By the time they have all taken a "drink" or two a-piece, and swallowed a mouthful of water after it, you will hear "guessing" and "calculating" enough, undoubtedly, and something better, "I don't think!"  Be careful they do not tread on your toes at this time, and if you wish to retain a seat, do not get up from it even for a "York minute."


Joseph Pickering, Inquiries of an Emigrant; Being the Narrative of an English Farmer from the year 1824 to 1830, London, E. Wilson, 1831, page 93 (HathiTrust).


In 1873, a story about a Northwoods trapper shooting a panther appears to be a rewritten version of the 1870 Pennsylvania story with "New York Minute," but using "York minute"  instead:


[excerpt]

But no, he raised the old rifle and fired.  In one-fourth of a York minute, Bill Stewart's exact time for skinning a Montezuma bullhead, all the clothes upon him would not have made a bib for a china doll.

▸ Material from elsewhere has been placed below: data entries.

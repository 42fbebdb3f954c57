//! Slideshow core for a headless picture frame: library scanning, decode
//! workers, the slide carousel, and the show state machine. The display
//! layer plugs in through [`render::Renderer`].

pub mod carousel;
pub mod config;
pub mod decode;
pub mod error;
pub mod fade;
pub mod library;
pub mod render;
pub mod rules;
pub mod show;

pub use error::Error;
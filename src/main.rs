//! CLI entry point for lattice diagram growth simulation

use clap::Parser;
use tracing_subscriber::EnvFilter;
use youngsim::io::cli::{Cli, SimulationRunner};
use youngsim::io::configuration::DEFAULT_LOG_FILTER;

fn main() -> youngsim::Result<()> {
    let filter =
        EnvFilter::try_from_default_env().unwrap_or_else(|_| EnvFilter::new(DEFAULT_LOG_FILTER));
    tracing_subscriber::fmt()
        .with_env_filter(filter)
        .with_target(false)
        .with_writer(std::io::stderr)
        .init();

    let cli = Cli::parse();
    SimulationRunner::new(cli).run()
}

Chicago Daily Tribune, January 5, 1873, page 2 (Newspapers.com).


1871

[excerpt]

Mrs. Matt Peel's Minstrels give their last concert in this city, for the present, at Touro Hall tonight.  If you have the blues, these darkies will shake them off in three York minutes.


Hartford Courant, February 12 1861, page 2.


For me, the big question is why was it a "York minute" and was it originally English.  The change from York to New York seems natural in the US, but if it is American, why would it have been "York minute" in the first place, unless it was an old English expression that survived in the US.